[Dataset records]
********************

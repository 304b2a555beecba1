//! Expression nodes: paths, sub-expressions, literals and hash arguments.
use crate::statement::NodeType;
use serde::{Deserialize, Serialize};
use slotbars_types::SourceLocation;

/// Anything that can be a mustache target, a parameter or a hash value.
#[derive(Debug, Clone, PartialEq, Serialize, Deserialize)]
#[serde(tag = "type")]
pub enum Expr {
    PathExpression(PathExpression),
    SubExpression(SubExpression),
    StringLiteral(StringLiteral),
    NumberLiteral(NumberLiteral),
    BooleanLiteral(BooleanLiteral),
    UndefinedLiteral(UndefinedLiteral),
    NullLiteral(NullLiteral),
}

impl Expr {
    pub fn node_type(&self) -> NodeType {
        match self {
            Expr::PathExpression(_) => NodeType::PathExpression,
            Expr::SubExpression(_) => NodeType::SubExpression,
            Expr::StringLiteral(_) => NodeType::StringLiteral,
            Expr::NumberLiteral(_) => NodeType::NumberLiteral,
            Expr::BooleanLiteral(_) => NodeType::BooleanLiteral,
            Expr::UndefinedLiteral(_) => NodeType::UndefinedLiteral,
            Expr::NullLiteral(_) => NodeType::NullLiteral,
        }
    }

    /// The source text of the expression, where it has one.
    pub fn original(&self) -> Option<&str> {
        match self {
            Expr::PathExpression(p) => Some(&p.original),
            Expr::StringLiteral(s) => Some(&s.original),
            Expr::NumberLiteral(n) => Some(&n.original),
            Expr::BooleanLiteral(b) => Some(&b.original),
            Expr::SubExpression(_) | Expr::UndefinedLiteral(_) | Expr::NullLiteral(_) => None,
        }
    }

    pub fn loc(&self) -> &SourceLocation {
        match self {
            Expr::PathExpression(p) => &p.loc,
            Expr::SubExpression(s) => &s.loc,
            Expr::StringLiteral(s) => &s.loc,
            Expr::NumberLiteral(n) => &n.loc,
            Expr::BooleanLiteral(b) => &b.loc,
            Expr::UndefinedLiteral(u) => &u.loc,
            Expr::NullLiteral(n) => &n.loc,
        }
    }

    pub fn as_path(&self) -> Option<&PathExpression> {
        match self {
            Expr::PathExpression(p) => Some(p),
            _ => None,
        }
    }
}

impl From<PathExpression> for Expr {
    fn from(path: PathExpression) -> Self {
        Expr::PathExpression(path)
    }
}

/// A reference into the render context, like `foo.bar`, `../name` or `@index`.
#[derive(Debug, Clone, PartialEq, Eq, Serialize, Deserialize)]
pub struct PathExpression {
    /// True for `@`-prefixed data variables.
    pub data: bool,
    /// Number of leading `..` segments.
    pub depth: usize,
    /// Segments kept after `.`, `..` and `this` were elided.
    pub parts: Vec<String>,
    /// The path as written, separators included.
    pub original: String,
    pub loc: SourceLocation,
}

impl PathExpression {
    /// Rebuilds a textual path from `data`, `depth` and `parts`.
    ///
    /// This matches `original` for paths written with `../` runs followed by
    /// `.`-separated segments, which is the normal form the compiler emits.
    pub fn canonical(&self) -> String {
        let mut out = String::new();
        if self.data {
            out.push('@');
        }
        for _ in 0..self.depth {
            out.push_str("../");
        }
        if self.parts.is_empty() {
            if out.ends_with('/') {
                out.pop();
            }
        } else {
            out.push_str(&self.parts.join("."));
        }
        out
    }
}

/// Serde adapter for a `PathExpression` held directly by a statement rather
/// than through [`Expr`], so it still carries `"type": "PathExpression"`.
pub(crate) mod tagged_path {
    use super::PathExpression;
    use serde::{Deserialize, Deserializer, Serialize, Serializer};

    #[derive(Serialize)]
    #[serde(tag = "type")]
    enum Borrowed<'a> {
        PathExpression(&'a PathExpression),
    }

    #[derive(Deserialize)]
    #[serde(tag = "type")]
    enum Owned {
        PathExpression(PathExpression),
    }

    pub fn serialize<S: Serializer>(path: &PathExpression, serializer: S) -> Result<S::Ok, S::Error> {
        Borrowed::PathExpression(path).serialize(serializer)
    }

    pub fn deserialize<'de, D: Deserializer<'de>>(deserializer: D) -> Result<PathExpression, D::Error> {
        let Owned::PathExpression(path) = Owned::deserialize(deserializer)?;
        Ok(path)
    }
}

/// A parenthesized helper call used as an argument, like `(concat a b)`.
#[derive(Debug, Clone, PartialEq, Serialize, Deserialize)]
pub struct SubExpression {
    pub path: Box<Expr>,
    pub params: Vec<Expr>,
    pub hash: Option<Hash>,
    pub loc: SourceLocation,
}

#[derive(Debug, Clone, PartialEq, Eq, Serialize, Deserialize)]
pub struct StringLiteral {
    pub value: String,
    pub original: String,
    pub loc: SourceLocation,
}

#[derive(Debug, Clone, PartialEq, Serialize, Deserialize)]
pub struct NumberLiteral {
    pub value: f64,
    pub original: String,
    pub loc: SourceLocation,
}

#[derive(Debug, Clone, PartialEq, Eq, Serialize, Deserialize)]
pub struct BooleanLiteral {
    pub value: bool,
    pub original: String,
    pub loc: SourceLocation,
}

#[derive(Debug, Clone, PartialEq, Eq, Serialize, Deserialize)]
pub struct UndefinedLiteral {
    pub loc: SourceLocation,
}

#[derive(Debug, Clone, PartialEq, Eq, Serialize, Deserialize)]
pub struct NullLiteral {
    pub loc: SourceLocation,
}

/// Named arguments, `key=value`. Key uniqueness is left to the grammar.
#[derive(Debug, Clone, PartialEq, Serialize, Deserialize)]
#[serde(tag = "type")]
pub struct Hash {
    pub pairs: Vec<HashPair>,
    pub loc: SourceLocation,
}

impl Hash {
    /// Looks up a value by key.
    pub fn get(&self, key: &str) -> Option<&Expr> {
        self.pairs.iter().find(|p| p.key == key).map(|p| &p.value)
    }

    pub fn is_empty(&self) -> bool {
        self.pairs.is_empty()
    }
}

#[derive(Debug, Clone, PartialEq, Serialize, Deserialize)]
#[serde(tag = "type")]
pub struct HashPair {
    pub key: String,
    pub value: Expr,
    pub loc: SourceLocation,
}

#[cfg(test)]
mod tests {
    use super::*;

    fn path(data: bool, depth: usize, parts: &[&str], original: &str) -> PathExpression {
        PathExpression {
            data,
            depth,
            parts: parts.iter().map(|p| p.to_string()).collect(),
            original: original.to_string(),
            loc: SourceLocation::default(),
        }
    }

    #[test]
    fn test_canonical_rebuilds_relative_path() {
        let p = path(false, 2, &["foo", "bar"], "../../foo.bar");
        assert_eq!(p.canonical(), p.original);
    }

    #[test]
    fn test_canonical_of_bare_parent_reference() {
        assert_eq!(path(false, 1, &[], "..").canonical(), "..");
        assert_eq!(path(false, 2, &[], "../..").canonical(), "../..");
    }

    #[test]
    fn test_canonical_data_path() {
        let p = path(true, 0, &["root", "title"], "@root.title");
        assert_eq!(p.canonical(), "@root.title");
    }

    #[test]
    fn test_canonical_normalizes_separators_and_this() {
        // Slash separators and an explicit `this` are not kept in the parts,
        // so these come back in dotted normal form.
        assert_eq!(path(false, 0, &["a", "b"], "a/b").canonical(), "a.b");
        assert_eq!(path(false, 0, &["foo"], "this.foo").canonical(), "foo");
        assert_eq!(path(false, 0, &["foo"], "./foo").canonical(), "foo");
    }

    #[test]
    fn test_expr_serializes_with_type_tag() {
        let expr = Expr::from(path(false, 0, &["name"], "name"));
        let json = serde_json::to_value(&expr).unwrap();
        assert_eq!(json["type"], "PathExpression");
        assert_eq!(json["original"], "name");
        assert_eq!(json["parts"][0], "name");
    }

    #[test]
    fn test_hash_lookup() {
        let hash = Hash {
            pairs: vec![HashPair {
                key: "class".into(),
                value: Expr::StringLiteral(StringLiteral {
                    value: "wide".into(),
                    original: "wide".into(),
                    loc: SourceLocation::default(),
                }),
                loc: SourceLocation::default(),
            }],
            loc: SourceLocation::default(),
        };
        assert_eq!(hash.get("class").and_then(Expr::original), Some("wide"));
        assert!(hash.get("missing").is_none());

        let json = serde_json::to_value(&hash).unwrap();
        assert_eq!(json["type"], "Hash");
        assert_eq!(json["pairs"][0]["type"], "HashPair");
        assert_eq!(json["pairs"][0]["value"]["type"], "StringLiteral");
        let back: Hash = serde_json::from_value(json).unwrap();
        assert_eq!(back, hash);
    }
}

********************

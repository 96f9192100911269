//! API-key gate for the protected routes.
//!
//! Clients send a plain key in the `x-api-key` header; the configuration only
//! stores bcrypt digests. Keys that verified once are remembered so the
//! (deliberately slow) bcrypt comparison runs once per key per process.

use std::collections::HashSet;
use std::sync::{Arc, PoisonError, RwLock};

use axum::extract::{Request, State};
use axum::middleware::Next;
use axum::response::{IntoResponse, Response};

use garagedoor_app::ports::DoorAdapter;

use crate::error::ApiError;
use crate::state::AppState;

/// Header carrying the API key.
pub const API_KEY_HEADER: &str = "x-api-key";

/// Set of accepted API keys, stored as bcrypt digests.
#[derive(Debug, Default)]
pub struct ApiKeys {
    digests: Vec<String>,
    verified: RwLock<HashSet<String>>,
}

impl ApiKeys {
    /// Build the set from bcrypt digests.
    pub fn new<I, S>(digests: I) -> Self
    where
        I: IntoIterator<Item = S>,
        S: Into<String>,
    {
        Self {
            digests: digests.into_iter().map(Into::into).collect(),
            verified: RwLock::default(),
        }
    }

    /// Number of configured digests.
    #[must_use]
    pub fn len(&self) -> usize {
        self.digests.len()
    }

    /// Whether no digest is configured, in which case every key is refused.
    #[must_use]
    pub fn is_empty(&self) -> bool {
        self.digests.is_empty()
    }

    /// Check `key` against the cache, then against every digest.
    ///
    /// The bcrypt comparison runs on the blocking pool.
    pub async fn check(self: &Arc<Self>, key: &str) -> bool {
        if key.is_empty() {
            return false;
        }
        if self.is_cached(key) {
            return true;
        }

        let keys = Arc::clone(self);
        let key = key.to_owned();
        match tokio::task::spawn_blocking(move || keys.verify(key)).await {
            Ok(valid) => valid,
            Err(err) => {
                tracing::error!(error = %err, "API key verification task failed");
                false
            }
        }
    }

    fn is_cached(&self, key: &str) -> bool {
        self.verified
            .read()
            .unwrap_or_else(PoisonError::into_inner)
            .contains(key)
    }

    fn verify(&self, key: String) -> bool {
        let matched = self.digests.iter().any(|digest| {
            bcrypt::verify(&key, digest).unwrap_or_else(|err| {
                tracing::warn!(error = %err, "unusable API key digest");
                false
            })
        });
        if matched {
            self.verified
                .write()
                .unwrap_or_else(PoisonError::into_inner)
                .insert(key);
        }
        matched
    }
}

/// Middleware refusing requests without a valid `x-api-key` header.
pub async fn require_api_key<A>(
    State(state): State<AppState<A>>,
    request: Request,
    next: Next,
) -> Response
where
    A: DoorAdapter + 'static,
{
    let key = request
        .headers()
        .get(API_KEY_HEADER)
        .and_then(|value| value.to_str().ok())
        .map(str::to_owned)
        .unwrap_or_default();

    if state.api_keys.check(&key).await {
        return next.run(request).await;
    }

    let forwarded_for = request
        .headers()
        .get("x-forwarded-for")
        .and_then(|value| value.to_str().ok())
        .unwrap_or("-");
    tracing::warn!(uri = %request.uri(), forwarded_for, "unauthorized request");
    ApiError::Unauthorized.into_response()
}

********************

WHAT YOU SHOULD DO: Go through the records. Copy each line where "kept" appears.

YOUR RESPONSE:
    /// Segments kept after `.`, `..` and `this` were elided.
        // Slash separators and an explicit `this` are not kept in the parts,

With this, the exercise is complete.